Bo każdy kraj chce mieć swoje zombie? Indonezja też. Zombiaki na przyzwoitym poziomie, takie w koreańskim stylu. Ale to wszystko, nic więcej tam nie ma. Scenariusz praktycznie żaden. Film spóźniony o jakieś 10-15 lat, więc jego powstanie w zasadzie nie miało sensu.
O! Mega mnie zachęciłeś!
Zaraz włączam, dziękuję. Dokładnie to chciałbym obejrzeć - bo wnioskuję z komentarza, że dobry, w 1000% generyczny film jakich dziesiątki - po prostu o zombie.
Jeżeli tak to cieszę się, że powstał. Strasznie chciałbym jeszcze kilka takich i potwornie mi brakuje, a widziałem już prawie wszystko z zombie.

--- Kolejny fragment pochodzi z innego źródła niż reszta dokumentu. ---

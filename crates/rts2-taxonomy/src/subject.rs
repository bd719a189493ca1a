//! The subject of a classification: a structured trade attribute bag.
//!
//! The criteria read named attributes from the trade being classified. Rather
//! than duck-typing, the attributes a criterion may read form the closed
//! [`SubjectAttr`] enum, and the four date pairs the bucketed criteria use
//! form [`DateKind`]. A missing attribute is an ordinary runtime condition
//! (reported per criterion), not a type error.

use rts2_core::Date;
use serde::{Deserialize, Serialize};
use std::collections::HashMap;
use std::fmt;

/// An attribute a segmentation criterion can read from a subject.
#[derive(Debug, Clone, Copy, PartialEq, Eq, Hash, Serialize, Deserialize)]
#[non_exhaustive]
pub enum SubjectAttr {
    /// Currency the notional amount is denominated in.
    NotionalCurrency,
    /// Pair of currencies the two legs of a swap are denominated in.
    NotionalCurrencyPair,
    /// Underlying currency pair of an FX derivative.
    UnderlyingCurrencyPair,
    /// Issuer of the underlying deliverable bond.
    UnderlyingIssuer,
    /// Underlying bond or bond future/forward of a bond option.
    UnderlyingInstrument,
    /// Underlying interest rate.
    UnderlyingInterestRate,
    /// Term of the underlying interest rate.
    InterestRateTerm,
    /// Underlying swap type of a swaption.
    UnderlyingSwapType,
    /// Inflation index, for inflation swap underlyings.
    InflationIndex,
    /// Underlying type: single name, index, or basket.
    UnderlyingType,
    /// Underlying single name, index, or basket of an equity derivative.
    UnderlyingEquity,
    /// Equity parameter of a swap: price, dividend, variance.
    EquityParameter,
    /// Metal type: precious or non-precious (RTS 23 sub-product code).
    MetalType,
    /// Underlying metal.
    UnderlyingMetal,
    /// Energy type (RTS 23 sub-product code under NRGY).
    EnergyType,
    /// Underlying energy.
    UnderlyingEnergy,
    /// Underlying agricultural commodity.
    UnderlyingAgricultural,
    /// Settlement type: cash, physical or other.
    SettlementType,
    /// Load type: baseload, peakload, off-peak or others.
    LoadType,
    /// Delivery or cash settlement location.
    DeliveryLocation,
    /// Underlying index of an index CDS.
    UnderlyingIndex,
    /// Underlying reference entity of a single name CDS.
    UnderlyingReferenceEntity,
    /// Type of the underlying reference entity.
    ReferenceEntityType,
    /// The CDS index sub-class underlying an index option.
    CdsIndexSubClass,
    /// The single name CDS sub-class underlying a CDS option.
    CdsSubClass,
}

impl SubjectAttr {
    /// The attribute's field name, as used in diagnostics.
    #[must_use]
    pub fn name(&self) -> &'static str {
        match self {
            SubjectAttr::NotionalCurrency => "notional_currency",
            SubjectAttr::NotionalCurrencyPair => "notional_currency_pair",
            SubjectAttr::UnderlyingCurrencyPair => "underlying_currency_pair",
            SubjectAttr::UnderlyingIssuer => "underlying_issuer",
            SubjectAttr::UnderlyingInstrument => "underlying_instrument",
            SubjectAttr::UnderlyingInterestRate => "underlying_interest_rate",
            SubjectAttr::InterestRateTerm => "term_of_underlying_interest_rate",
            SubjectAttr::UnderlyingSwapType => "underlying_swap_type",
            SubjectAttr::InflationIndex => "inflation_index",
            SubjectAttr::UnderlyingType => "underlying_type",
            SubjectAttr::UnderlyingEquity => "underlying_equity",
            SubjectAttr::EquityParameter => "equity_parameter",
            SubjectAttr::MetalType => "metal_type",
            SubjectAttr::UnderlyingMetal => "underlying_metal",
            SubjectAttr::EnergyType => "energy_type",
            SubjectAttr::UnderlyingEnergy => "underlying_energy",
            SubjectAttr::UnderlyingAgricultural => "underlying_agricultural",
            SubjectAttr::SettlementType => "settlement_type",
            SubjectAttr::LoadType => "load_type",
            SubjectAttr::DeliveryLocation => "delivery",
            SubjectAttr::UnderlyingIndex => "underlying_index",
            SubjectAttr::UnderlyingReferenceEntity => "underlying_ref_entity",
            SubjectAttr::ReferenceEntityType => "ref_entity_type",
            SubjectAttr::CdsIndexSubClass => "cds_index_sub_class",
            SubjectAttr::CdsSubClass => "cds_sub_class",
        }
    }
}

impl fmt::Display for SubjectAttr {
    fn fmt(&self, f: &mut fmt::Formatter<'_>) -> fmt::Result {
        write!(f, "{}", self.name())
    }
}

/// Which of the subject's date pairs a bucketed criterion reads.
#[derive(Debug, Clone, Copy, PartialEq, Eq, Hash, Serialize, Deserialize)]
pub enum DateKind {
    /// The generic trade lifetime window (`from_date`/`to_date`).
    Lifetime,
    /// The swap maturity window of a swaption.
    Swap,
    /// The option maturity window of a swaption.
    Option,
    /// The term window of an underlying deliverable bond.
    UnderlyingTerm,
}

impl fmt::Display for DateKind {
    fn fmt(&self, f: &mut fmt::Formatter<'_>) -> fmt::Result {
        let name = match self {
            DateKind::Lifetime => "maturity",
            DateKind::Swap => "swap maturity",
            DateKind::Option => "option maturity",
            DateKind::UnderlyingTerm => "underlying term",
        };
        write!(f, "{name}")
    }
}

/// A from/to date pair on a subject.
///
/// An inverted pair is representable here; it is rejected during
/// classification, not at construction.
#[derive(Debug, Clone, Copy, PartialEq, Eq, Serialize, Deserialize)]
pub struct DateRange {
    /// The anchor date of the window.
    pub from: Date,
    /// The (inclusive) end date of the window.
    pub to: Date,
}

/// A trade to be classified.
///
/// Built with the fluent API and read-only afterwards:
///
/// ```rust
/// use rts2_core::Date;
/// use rts2_taxonomy::subject::{DateKind, Subject, SubjectAttr};
///
/// let subject = Subject::new("Foreign Exchange Derivatives", "FX futures")
///     .with(SubjectAttr::UnderlyingCurrencyPair, "GBP~USD")
///     .with_dates(
///         DateKind::Lifetime,
///         Date::from_ymd(2025, 3, 1).unwrap(),
///         Date::from_ymd(2025, 9, 1).unwrap(),
///     );
/// assert_eq!(subject.attr(SubjectAttr::UnderlyingCurrencyPair), Some("GBP~USD"));
/// ```
#[derive(Debug, Clone, PartialEq, Eq, Serialize, Deserialize)]
pub struct Subject {
    asset_class_name: String,
    sub_asset_class_name: String,
    attrs: HashMap<SubjectAttr, String>,
    dates: HashMap<DateKind, DateRange>,
}

impl Subject {
    /// Creates a subject targeting the named asset class and sub-asset class.
    #[must_use]
    pub fn new(
        asset_class_name: impl Into<String>,
        sub_asset_class_name: impl Into<String>,
    ) -> Self {
        Self {
            asset_class_name: asset_class_name.into(),
            sub_asset_class_name: sub_asset_class_name.into(),
            attrs: HashMap::new(),
            dates: HashMap::new(),
        }
    }

    /// Sets an attribute value.
    #[must_use]
    pub fn with(mut self, attr: SubjectAttr, value: impl Into<String>) -> Self {
        self.attrs.insert(attr, value.into());
        self
    }

    /// Sets one of the date pairs.
    #[must_use]
    pub fn with_dates(mut self, kind: DateKind, from: Date, to: Date) -> Self {
        self.dates.insert(kind, DateRange { from, to });
        self
    }

    /// The asset class name the subject claims.
    #[must_use]
    pub fn asset_class_name(&self) -> &str {
        &self.asset_class_name
    }

    /// The sub-asset class name the subject claims.
    #[must_use]
    pub fn sub_asset_class_name(&self) -> &str {
        &self.sub_asset_class_name
    }

    /// Looks up an attribute value.
    #[must_use]
    pub fn attr(&self, attr: SubjectAttr) -> Option<&str> {
        self.attrs.get(&attr).map(String::as_str)
    }

    /// Looks up a date pair.
    #[must_use]
    pub fn dates(&self, kind: DateKind) -> Option<DateRange> {
        self.dates.get(&kind).copied()
    }
}

#[cfg(test)]
mod tests {
    use super::*;

    #[test]
    fn test_builder_roundtrip() {
        let from = Date::from_ymd(2025, 1, 1).unwrap();
        let to = Date::from_ymd(2025, 7, 1).unwrap();
        let subject = Subject::new("Credit Derivatives", "Index credit default swap (CDS)")
            .with(SubjectAttr::UnderlyingIndex, "iTraxx Europe")
            .with(SubjectAttr::NotionalCurrency, "EUR")
            .with_dates(DateKind::Lifetime, from, to);

        assert_eq!(subject.asset_class_name(), "Credit Derivatives");
        assert_eq!(subject.attr(SubjectAttr::UnderlyingIndex), Some("iTraxx Europe"));
        assert_eq!(subject.attr(SubjectAttr::UnderlyingMetal), None);
        assert_eq!(subject.dates(DateKind::Lifetime), Some(DateRange { from, to }));
        assert_eq!(subject.dates(DateKind::Swap), None);
    }

    #[test]
    fn test_attr_names() {
        assert_eq!(SubjectAttr::NotionalCurrency.name(), "notional_currency");
        assert_eq!(SubjectAttr::EnergyType.to_string(), "energy_type");
    }

    #[test]
    fn test_date_kind_display() {
        assert_eq!(DateKind::Swap.to_string(), "swap maturity");
        assert_eq!(DateKind::Lifetime.to_string(), "maturity");
    }
}
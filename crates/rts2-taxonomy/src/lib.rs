//! # RTS 2 Taxonomy
//!
//! The classification engine for MiFID II / MiFIR RTS 2 Annex III: given a
//! derivative trade (a [`Subject`]), walk the asset class → sub-asset class →
//! segmentation criteria taxonomy and derive the regulatory sub-class
//! identity.
//!
//! The building blocks:
//!
//! - **[`Taxonomy`]**: the immutable tree of [`AssetClass`] and
//!   [`SubAssetClass`] nodes, built once by a loader such as `rts2-annex3`
//! - **[`Criterion`]**: one segmentation dimension of a sub-asset class —
//!   discrete-domain, arbitrary-value, date-bucketed, or dispatching
//! - **[`BucketChain`]**: the lazily-extending chain of maturity buckets
//! - **[`Classification`]**: the per-subject accumulator of matched options
//!   and diagnostics, and the derived sub-class key
//!
//! Bad subject data never escapes as an `Err` or a panic: it accumulates as
//! [`ClassificationError`] values on the [`Classification`]. Only malformed
//! taxonomy configuration (e.g. a bucket chain that cannot be extrapolated)
//! is a [`TaxonomyError`], surfaced when the tree is built.
//!
//! ## Example
//!
//! ```rust
//! use rts2_core::{BucketCeiling, Date};
//! use rts2_taxonomy::prelude::*;
//!
//! let chain = BucketChain::new(vec![
//!     BucketCeiling::months(3),
//!     BucketCeiling::months(6),
//!     BucketCeiling::years(1),
//! ])?;
//! let taxonomy = Taxonomy::new("example").with_asset_class(
//!     AssetClass::new("Foreign Exchange Derivatives").with_sub_asset_class(
//!         SubAssetClass::new("Deliverable forward (DF)")
//!             .with_criterion(Criterion::arbitrary(
//!                 SubjectAttr::UnderlyingCurrencyPair,
//!                 "underlying currency pair",
//!             ))
//!             .with_criterion(Criterion::bucketed(
//!                 DateKind::Lifetime,
//!                 "time to maturity bucket of the swap",
//!                 chain,
//!             )),
//!     ),
//! );
//!
//! let from = Date::from_ymd(2025, 1, 15).unwrap();
//! let subject = Subject::new("Foreign Exchange Derivatives", "Deliverable forward (DF)")
//!     .with(SubjectAttr::UnderlyingCurrencyPair, "EUR~GBP")
//!     .with_dates(DateKind::Lifetime, from, from.add_days(60));
//!
//! let classification = taxonomy.classify(&subject);
//! assert!(classification.is_complete());
//! # Ok::<(), rts2_taxonomy::TaxonomyError>(())
//! ```

#![warn(missing_docs)]
#![warn(clippy::all)]
#![allow(clippy::module_name_repetitions)]
#![allow(clippy::missing_errors_doc)]
#![allow(clippy::must_use_candidate)]

pub mod chain;
pub mod classification;
pub mod criterion;
pub mod error;
pub mod subject;
pub mod taxonomy;
pub mod thresholds;

/// Prelude module for convenient imports.
pub mod prelude {
    pub use crate::chain::{BucketChain, BucketOption};
    pub use crate::classification::{Classification, MatchedOption};
    pub use crate::criterion::{Criterion, CriterionOption, DispatchArm};
    pub use crate::error::{ClassificationError, TaxonomyError, TaxonomyResult};
    pub use crate::subject::{DateKind, DateRange, Subject, SubjectAttr};
    pub use crate::taxonomy::{AssetClass, SubAssetClass, Taxonomy};
    pub use crate::thresholds::{
        LiquidityCriteria, Percentile, PostTrade, PreTrade, ThresholdSpecification,
        ThresholdTable,
    };
}

pub use chain::{BucketChain, BucketOption};
pub use classification::{Classification, MatchedOption};
pub use criterion::{Criterion, CriterionOption, DispatchArm};
pub use error::{ClassificationError, TaxonomyError, TaxonomyResult};
pub use subject::{DateKind, DateRange, Subject, SubjectAttr};
pub use taxonomy::{AssetClass, SubAssetClass, Taxonomy};
pub use thresholds::ThresholdSpecification;
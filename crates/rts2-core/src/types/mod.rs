//! Domain types for the RTS 2 classification engine.
//!
//! - [`Date`]: calendar date with bucketing-friendly arithmetic
//! - [`BucketCeiling`]: duration ceiling of a maturity bucket
//! - [`Money`]: amount with currency, used by threshold tables
//! - [`Currency`]: ISO 4217 currency codes

mod ceiling;
mod date;
mod money;

pub use ceiling::BucketCeiling;
pub use date::Date;
pub use money::{Currency, Money};
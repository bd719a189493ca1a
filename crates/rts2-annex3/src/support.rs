//! Shared builders for the threshold tables.
//!
//! Most tables repeat the same shape: one liquid row with the S1-S4 SSTI
//! pre-trade percentiles, 70/80-60/90-70 for the other cells, and a
//! non-liquid row carrying the same four floors without percentiles. Only
//! the floors and the liquidity criteria vary between sub-asset classes.

use rts2_core::Money;
use rts2_taxonomy::thresholds::{
    LiquidityCriteria, Percentile, PostTrade, PreTrade, ThresholdSpecification, ThresholdTable,
};

pub(crate) const SWAP_MATURITY: &str = "time to maturity bucket of the swap defined as follows:";
pub(crate) const OPTION_MATURITY: &str =
    "time to maturity bucket of the option defined as follows:";
pub(crate) const FUTURE_FORWARD_MATURITY: &str =
    "time to maturity bucket of the future/forward defined as follows:";

fn segment_percentiles() -> Percentile {
    Percentile::by_segment([("S1", 30), ("S2", 40), ("S3", 50), ("S4", 60)])
}

/// A liquid-market row with the standard percentile columns.
pub(crate) fn liquid_row(
    ssti_pre: i64,
    lis_pre: i64,
    ssti_post: i64,
    lis_post: i64,
) -> ThresholdTable {
    ThresholdTable {
        adna_floor: None,
        ssti_pre_trade: PreTrade {
            trade_percentile: Some(segment_percentiles()),
            threshold_floor: Some(Money::eur(ssti_pre)),
        },
        lis_pre_trade: PreTrade {
            trade_percentile: Some(Percentile::Single(70)),
            threshold_floor: Some(Money::eur(lis_pre)),
        },
        ssti_post_trade: PostTrade {
            trade_percentile: Some(Percentile::Single(80)),
            volume_percentile: Some(60),
            threshold_floor: Some(Money::eur(ssti_post)),
        },
        lis_post_trade: PostTrade {
            trade_percentile: Some(Percentile::Single(90)),
            volume_percentile: Some(70),
            threshold_floor: Some(Money::eur(lis_post)),
        },
    }
}

/// A floors-only row, used for non-liquid sub-classes and for the
/// ADNA-banded equity tables.
pub(crate) fn floor_row(
    ssti_pre: i64,
    lis_pre: i64,
    ssti_post: i64,
    lis_post: i64,
) -> ThresholdTable {
    ThresholdTable {
        adna_floor: None,
        ssti_pre_trade: PreTrade {
            trade_percentile: None,
            threshold_floor: Some(Money::eur(ssti_pre)),
        },
        lis_pre_trade: PreTrade {
            trade_percentile: None,
            threshold_floor: Some(Money::eur(lis_pre)),
        },
        ssti_post_trade: PostTrade {
            trade_percentile: None,
            volume_percentile: None,
            threshold_floor: Some(Money::eur(ssti_post)),
        },
        lis_post_trade: PostTrade {
            trade_percentile: None,
            volume_percentile: None,
            threshold_floor: Some(Money::eur(lis_post)),
        },
    }
}

/// A floors-only row selected by an ADNA band.
pub(crate) fn banded_row(
    adna_floor: i64,
    ssti_pre: i64,
    lis_pre: i64,
    ssti_post: i64,
    lis_post: i64,
) -> ThresholdTable {
    ThresholdTable {
        adna_floor: Some(Money::eur(adna_floor)),
        ..floor_row(ssti_pre, lis_pre, ssti_post, lis_post)
    }
}

/// Liquidity criteria from an ADNA floor and a trade count.
pub(crate) fn liquidity(adna: i64, trades: u32) -> LiquidityCriteria {
    LiquidityCriteria {
        average_daily_notional_amount: Some(Money::eur(adna)),
        average_daily_number_of_trades: Some(trades),
        qualitative_liquidity_criterion: None,
    }
}

/// The common one-liquid-row specification: liquid and non-liquid share the
/// same four floors.
pub(crate) fn standard_specification(
    criteria: LiquidityCriteria,
    ssti_pre: i64,
    lis_pre: i64,
    ssti_post: i64,
    lis_post: i64,
) -> ThresholdSpecification {
    ThresholdSpecification {
        liquidity_criteria: Some(criteria),
        liquid_thresholds: vec![liquid_row(ssti_pre, lis_pre, ssti_post, lis_post)],
        non_liquid_thresholds: Some(floor_row(ssti_pre, lis_pre, ssti_post, lis_post)),
    }
}
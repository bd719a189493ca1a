//! Money and currency types for threshold tables.

use rust_decimal::Decimal;
use serde::{Deserialize, Serialize};
use std::fmt;

/// ISO 4217 currency codes used by the RTS 2 threshold tables.
///
/// The regulatory thresholds are all denominated in EUR; the other majors are
/// here for notional-currency test data.
#[derive(Debug, Clone, Copy, PartialEq, Eq, Hash, Serialize, Deserialize, Default)]
#[non_exhaustive]
pub enum Currency {
    /// Euro
    #[default]
    EUR,
    /// United States Dollar
    USD,
    /// British Pound Sterling
    GBP,
    /// Japanese Yen
    JPY,
    /// Swiss Franc
    CHF,
}

impl Currency {
    /// Returns the ISO 4217 3-letter code.
    #[must_use]
    pub fn code(&self) -> &'static str {
        match self {
            Currency::EUR => "EUR",
            Currency::USD => "USD",
            Currency::GBP => "GBP",
            Currency::JPY => "JPY",
            Currency::CHF => "CHF",
        }
    }
}

impl fmt::Display for Currency {
    fn fmt(&self, f: &mut fmt::Formatter<'_>) -> fmt::Result {
        write!(f, "{}", self.code())
    }
}

/// An amount of money in a specific currency.
///
/// Used for ADNA thresholds and SSTI/LIS floors; never arithmetic-heavy, so
/// only construction and display are provided.
#[derive(Debug, Clone, Copy, PartialEq, Eq, Serialize, Deserialize)]
pub struct Money {
    /// The amount.
    pub amount: Decimal,
    /// The denomination currency.
    pub currency: Currency,
}

impl Money {
    /// Creates a new amount.
    #[must_use]
    pub fn new(amount: Decimal, currency: Currency) -> Self {
        Self { amount, currency }
    }

    /// Creates a EUR amount from a whole number, the common case in the
    /// threshold tables.
    #[must_use]
    pub fn eur(amount: i64) -> Self {
        Self {
            amount: Decimal::from(amount),
            currency: Currency::EUR,
        }
    }
}

impl fmt::Display for Money {
    fn fmt(&self, f: &mut fmt::Formatter<'_>) -> fmt::Result {
        write!(f, "{} {}", self.currency, self.amount)
    }
}

#[cfg(test)]
mod tests {
    use super::*;
    use rust_decimal_macros::dec;

    #[test]
    fn test_eur_constructor() {
        let m = Money::eur(5_000_000);
        assert_eq!(m.currency, Currency::EUR);
        assert_eq!(m.amount, dec!(5000000));
    }

    #[test]
    fn test_display() {
        assert_eq!(Money::eur(4_000_000).to_string(), "EUR 4000000");
        assert_eq!(Currency::USD.to_string(), "USD");
    }
}
//! Credit Derivatives (Table 9.1, 9.2 and 9.3).

use rts2_core::BucketCeiling;
use rts2_taxonomy::thresholds::{LiquidityCriteria, ThresholdSpecification, ThresholdTable};
use rts2_taxonomy::{
    AssetClass, BucketChain, Criterion, DateKind, SubAssetClass, SubjectAttr, TaxonomyResult,
};

use crate::support;

const CDS_MATURITY: &str = "time maturity bucket of the CDS defined as follows:";
const CDS_OPTION_MATURITY: &str = "time maturity bucket of the option defined as follows:";

const NOTIONAL_CURRENCY: &str = "notional currency defined as the currency in which the \
     notional amount of the derivative is denominated";

const REFERENCE_ENTITY_TYPE: &str = "underlying reference entity type defined as follows: \
     \"Issuer of sovereign and public type\" means an issuer entity which is either: (a) the \
     Union; (b) a Member State including a government department, an agency or a special \
     purpose vehicle of a Member State; (c) a sovereign entity which is not listed under \
     points (a) and (b); (d) in the case of a federal Member State, a member of that \
     federation; (e) a special purpose vehicle for several Member States; (f) an \
     international financial institution established by two or more Member States which have \
     the purpose of mobilising funding and providing financial assistance to the benefit of \
     its members that are experiencing or are threatened by severe financial problems; (g) \
     the European Investment Bank; (h) a public entity which is not a sovereign issuer as \
     specified in the points (a) to (c). \"Issuer of corporate type\" means an issuer entity \
     which is not an issuer of sovereign and public type.";

const INDEX_ON_THE_RUN: &str = "The underlying index is considered to have a liquid market: \
     (1) during the whole period of its 'on-the-run status' (2) for the first 30 working days \
     of its '1x off-the-run status' 'on-the-run' index means the rolling most recent version \
     (series) of the index created on the date on which the composition of the index is \
     effective and ending one day prior to the date on which the composition of the next \
     version (series) of the index is effective. '1x off-the-run status' means the version \
     (series) of the index which is immediately prior to the current 'on-the-run' version \
     (series) at a certain point in time. A version (series) ceases being 'on-the-run' and \
     acquires its '1x off-the-run' status when the latest version (series) of the index is \
     created.";

const INDEX_OPTION_LIQUIDITY: &str = "a CDS index option whose underlying CDS index is a \
     sub-class determined to have a liquid market and whose time to maturity bucket is 0-6 \
     months is considered to have a liquid market a CDS index option whose underlying CDS \
     index is a sub-class determined to have a liquid market and whose time to maturity \
     bucket is not 0-6 months is not considered to have a liquid market a CDS index option \
     whose underlying CDS index is a sub-class determined not to have a liquid market is not \
     considered to have a liquid market for any given time to maturity bucket";

const SINGLE_NAME_OPTION_LIQUIDITY: &str = "a single name CDS option whose underlying single \
     name CDS is a sub-class determined to have a liquid market and whose time to maturity \
     bucket is 0-6 months is considered to have a liquid market a single name CDS option \
     whose underlying single name CDS is a sub-class determined to have a liquid market and \
     whose time to maturity bucket is not 0-6 months is not considered to have a liquid \
     market a single name CDS option whose underlying single name CDS is a sub-class \
     determined not to have a liquid market is not considered to have a liquid market for \
     any given time to maturity bucket";

fn liquid_rows() -> Vec<ThresholdTable> {
    vec![support::liquid_row(2_500_000, 5_000_000, 7_500_000, 10_000_000)]
}

fn non_liquid_row() -> ThresholdTable {
    support::floor_row(2_500_000, 5_000_000, 7_500_000, 10_000_000)
}

fn cds_chain() -> TaxonomyResult<BucketChain> {
    BucketChain::new(vec![
        BucketCeiling::years(1),
        BucketCeiling::years(2),
        BucketCeiling::years(3),
    ])
}

fn option_chain() -> TaxonomyResult<BucketChain> {
    BucketChain::new(vec![
        BucketCeiling::months(6),
        BucketCeiling::years(1),
        BucketCeiling::years(2),
        BucketCeiling::years(3),
    ])
}

fn index_cds() -> TaxonomyResult<SubAssetClass> {
    Ok(SubAssetClass::new("Index credit default swap (CDS)")
        .with_description(
            "a swap whose exchange of cash flows is linked to the creditworthiness of \
             several issuers of financial instruments composing an index and the occurrence \
             of credit events",
        )
        .with_criterion(Criterion::arbitrary(
            SubjectAttr::UnderlyingIndex,
            "underlying index",
        ))
        .with_criterion(Criterion::arbitrary(SubjectAttr::NotionalCurrency, NOTIONAL_CURRENCY))
        .with_criterion(Criterion::bucketed(
            DateKind::Lifetime,
            CDS_MATURITY,
            cds_chain()?,
        ))
        .with_thresholds(ThresholdSpecification {
            liquidity_criteria: Some(LiquidityCriteria {
                qualitative_liquidity_criterion: Some(INDEX_ON_THE_RUN.to_string()),
                ..support::liquidity(200_000_000, 10)
            }),
            liquid_thresholds: liquid_rows(),
            non_liquid_thresholds: Some(non_liquid_row()),
        }))
}

fn single_name_cds() -> TaxonomyResult<SubAssetClass> {
    Ok(SubAssetClass::new("Single name credit default swap (CDS)")
        .with_description(
            "a swap whose exchange of cash flows is linked to the creditworthiness of one \
             issuer of financial instruments and the occurrence of credit events",
        )
        .with_criterion(Criterion::arbitrary(
            SubjectAttr::UnderlyingReferenceEntity,
            "underlying reference entity",
        ))
        .with_criterion(Criterion::arbitrary(
            SubjectAttr::ReferenceEntityType,
            REFERENCE_ENTITY_TYPE,
        ))
        .with_criterion(Criterion::arbitrary(SubjectAttr::NotionalCurrency, NOTIONAL_CURRENCY))
        .with_criterion(Criterion::bucketed(
            DateKind::Lifetime,
            CDS_MATURITY,
            cds_chain()?,
        ))
        .with_thresholds(ThresholdSpecification {
            liquidity_criteria: Some(support::liquidity(10_000_000, 10)),
            liquid_thresholds: liquid_rows(),
            non_liquid_thresholds: Some(non_liquid_row()),
        }))
}

fn cds_index_options() -> TaxonomyResult<SubAssetClass> {
    Ok(SubAssetClass::new("CDS index options")
        .with_description("an option whose underlying is a CDS index")
        .with_criterion(Criterion::arbitrary(
            SubjectAttr::CdsIndexSubClass,
            "CDS index sub-class as specified for the sub-asset class of index credit \
             default swap (CDS)",
        ))
        .with_criterion(Criterion::bucketed(
            DateKind::Lifetime,
            CDS_OPTION_MATURITY,
            option_chain()?,
        ))
        .with_thresholds(ThresholdSpecification {
            liquidity_criteria: Some(LiquidityCriteria {
                qualitative_liquidity_criterion: Some(INDEX_OPTION_LIQUIDITY.to_string()),
                ..LiquidityCriteria::default()
            }),
            liquid_thresholds: liquid_rows(),
            non_liquid_thresholds: Some(non_liquid_row()),
        }))
}

fn single_name_cds_options() -> TaxonomyResult<SubAssetClass> {
    Ok(SubAssetClass::new("Single name CDS options")
        .with_description("an option whose underlying is a single name CDS")
        .with_criterion(Criterion::arbitrary(
            SubjectAttr::CdsSubClass,
            "single name CDS sub-class as specified for the sub-asset class of single name \
             CDS",
        ))
        .with_criterion(Criterion::bucketed(
            DateKind::Lifetime,
            CDS_OPTION_MATURITY,
            option_chain()?,
        ))
        .with_thresholds(ThresholdSpecification {
            liquidity_criteria: Some(LiquidityCriteria {
                qualitative_liquidity_criterion: Some(SINGLE_NAME_OPTION_LIQUIDITY.to_string()),
                ..LiquidityCriteria::default()
            }),
            liquid_thresholds: liquid_rows(),
            non_liquid_thresholds: Some(non_liquid_row()),
        }))
}

pub(crate) fn asset_class() -> TaxonomyResult<AssetClass> {
    Ok(AssetClass::new("Credit Derivatives")
        .with_reference("Table 9.1, 9.2 and 9.3")
        .with_sub_asset_class(index_cds()?)
        .with_sub_asset_class(single_name_cds()?)
        .with_sub_asset_class(cds_index_options()?)
        .with_sub_asset_class(single_name_cds_options()?))
}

Mam to samo. Chętnie obejrzę polecane filmy od opa z przestrzeni 10-15 lat na tym poziomie. Nie mogę się doczekać tych polecanej, ale coś wątpię, że to nastąpi:( argument invalid
A jaki sens mają filmy o zombie? To rozrywka. Powstają dlatego, że poprzednie już widzieliśmy.
Bez sensu argumentujecie... Wiadomo, że film o zombie to film o zombie. Ale tyle różnorodności można wymyślić do scenariusza, a tu nic, nie chciało się albo brakło wyobraźni i został tylko film o zombie.
No i właśnie czasami to wystarcza, by dobrze się bawić. Chciałam prosty film o zombie z bohaterami-debilami – dostałam go. Szara, ponura listopadowa niedziela umilona.